*** Given information ***

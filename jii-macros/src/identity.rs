//! `#[derive(Identifiable)]`.

use proc_macro::TokenStream;
use quote::quote;
use syn::{DeriveInput, LitStr, parse_macro_input};

/// Arguments of the `#[jii(...)]` attribute.
#[derive(Default)]
struct IdentityArgs {
    name: Option<LitStr>,
    parent: Option<LitStr>,
}

impl IdentityArgs {
    fn from_input(input: &DeriveInput) -> syn::Result<Self> {
        let mut args = IdentityArgs::default();
        for attr in input.attrs.iter().filter(|a| a.path().is_ident("jii")) {
            attr.parse_nested_meta(|meta| {
                if meta.path.is_ident("name") {
                    args.name = Some(meta.value()?.parse()?);
                    Ok(())
                } else if meta.path.is_ident("parent") {
                    args.parent = Some(meta.value()?.parse()?);
                    Ok(())
                } else {
                    Err(meta.error("unknown attribute. Expected: name, parent"))
                }
            })?;
        }
        Ok(args)
    }
}

pub fn derive_identifiable_impl(input: TokenStream) -> TokenStream {
    let input = parse_macro_input!(input as DeriveInput);
    let args = match IdentityArgs::from_input(&input) {
        Ok(args) => args,
        Err(err) => return err.to_compile_error().into(),
    };

    let ident = &input.ident;
    let (impl_generics, ty_generics, where_clause) = input.generics.split_for_impl();

    let name = args
        .name
        .unwrap_or_else(|| LitStr::new(&ident.to_string(), ident.span()));
    if name.value().is_empty() {
        return syn::Error::new_spanned(&name, "type name must not be empty")
            .to_compile_error()
            .into();
    }
    let parent = match &args.parent {
        Some(parent) => quote! { ::core::option::Option::Some(#parent) },
        None => quote! { ::core::option::Option::None },
    };

    // Generic types have no single lineage entry to submit.
    let submit = input.generics.params.is_empty().then(|| {
        quote! {
            ::jii::inventory::submit! {
                ::jii::Lineage::new(#name, #parent)
            }
        }
    });

    let expanded = quote! {
        impl #impl_generics ::jii::TypeInfo for #ident #ty_generics #where_clause {
            const TYPE_NAME: &'static str = #name;
            const PARENT_TYPE_NAME: ::core::option::Option<&'static str> = #parent;
        }

        impl #impl_generics ::jii::Identifiable for #ident #ty_generics #where_clause {
            fn type_name(&self) -> &'static str {
                <Self as ::jii::TypeInfo>::TYPE_NAME
            }

            fn parent_type_name(&self) -> ::core::option::Option<&'static str> {
                <Self as ::jii::TypeInfo>::PARENT_TYPE_NAME
            }
        }

        #submit
    };

    TokenStream::from(expanded)
}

*** End of Given information ***

* What the task requires: All of the material above should be set down again, unaltered.

* Response area:
filename jii-macros/src/identity.rs
//! `#[derive(Identifiable)]`.

use proc_macro::TokenStream;
use quote::quote;
use syn::{DeriveInput, LitStr, parse_macro_input};

/// Arguments of the `#[jii(...)]` attribute.
#[derive(Default)]
struct IdentityArgs {
    name: Option<LitStr>,
    parent: Option<LitStr>,
}

impl IdentityArgs {
    fn from_input(input: &DeriveInput) -> syn::Result<Self> {
        let mut args = IdentityArgs::default();
        for attr in input.attrs.iter().filter(|a| a.path().is_ident("jii")) {
            attr.parse_nested_meta(|meta| {
                if meta.path.is_ident("name") {
                    args.name = Some(meta.value()?.parse()?);
                    Ok(())
                } else if meta.path.is_ident("parent") {
                    args.parent = Some(meta.value()?.parse()?);
                    Ok(())
                } else {
                    Err(meta.error("unknown attribute. Expected: name, parent"))
                }
            })?;
        }
        Ok(args)
    }
}

pub fn derive_identifiable_impl(input: TokenStream) -> TokenStream {
    let input = parse_macro_input!(input as DeriveInput);
    let args = match IdentityArgs::from_input(&input) {
        Ok(args) => args,
        Err(err) => return err.to_compile_error().into(),
    };

    let ident = &input.ident;
    let (impl_generics, ty_generics, where_clause) = input.generics.split_for_impl();

    let name = args
        .name
        .unwrap_or_else(|| LitStr::new(&ident.to_string(), ident.span()));
    if name.value().is_empty() {
        return syn::Error::new_spanned(&name, "type name must not be empty")
            .to_compile_error()
            .into();
    }
    let parent = match &args.parent {
        Some(parent) => quote! { ::core::option::Option::Some(#parent) },
        None => quote! { ::core::option::Option::None },
    };

    // Generic types have no single lineage entry to submit.
    let submit = input.generics.params.is_empty().then(|| {
        quote! {
            ::jii::inventory::submit! {
                ::jii::Lineage::new(#name, #parent)
            }
        }
    });

    let expanded = quote! {
        impl #impl_generics ::jii::TypeInfo for #ident #ty_generics #where_clause {
            const TYPE_NAME: &'static str = #name;
            const PARENT_TYPE_NAME: ::core::option::Option<&'static str> = #parent;
        }

        impl #impl_generics ::jii::Identifiable for #ident #ty_generics #where_clause {
            fn type_name(&self) -> &'static str {
                <Self as ::jii::TypeInfo>::TYPE_NAME
            }

            fn parent_type_name(&self) -> ::core::option::Option<&'static str> {
                <Self as ::jii::TypeInfo>::PARENT_TYPE_NAME
            }
        }

        #submit
    };

    TokenStream::from(expanded)
}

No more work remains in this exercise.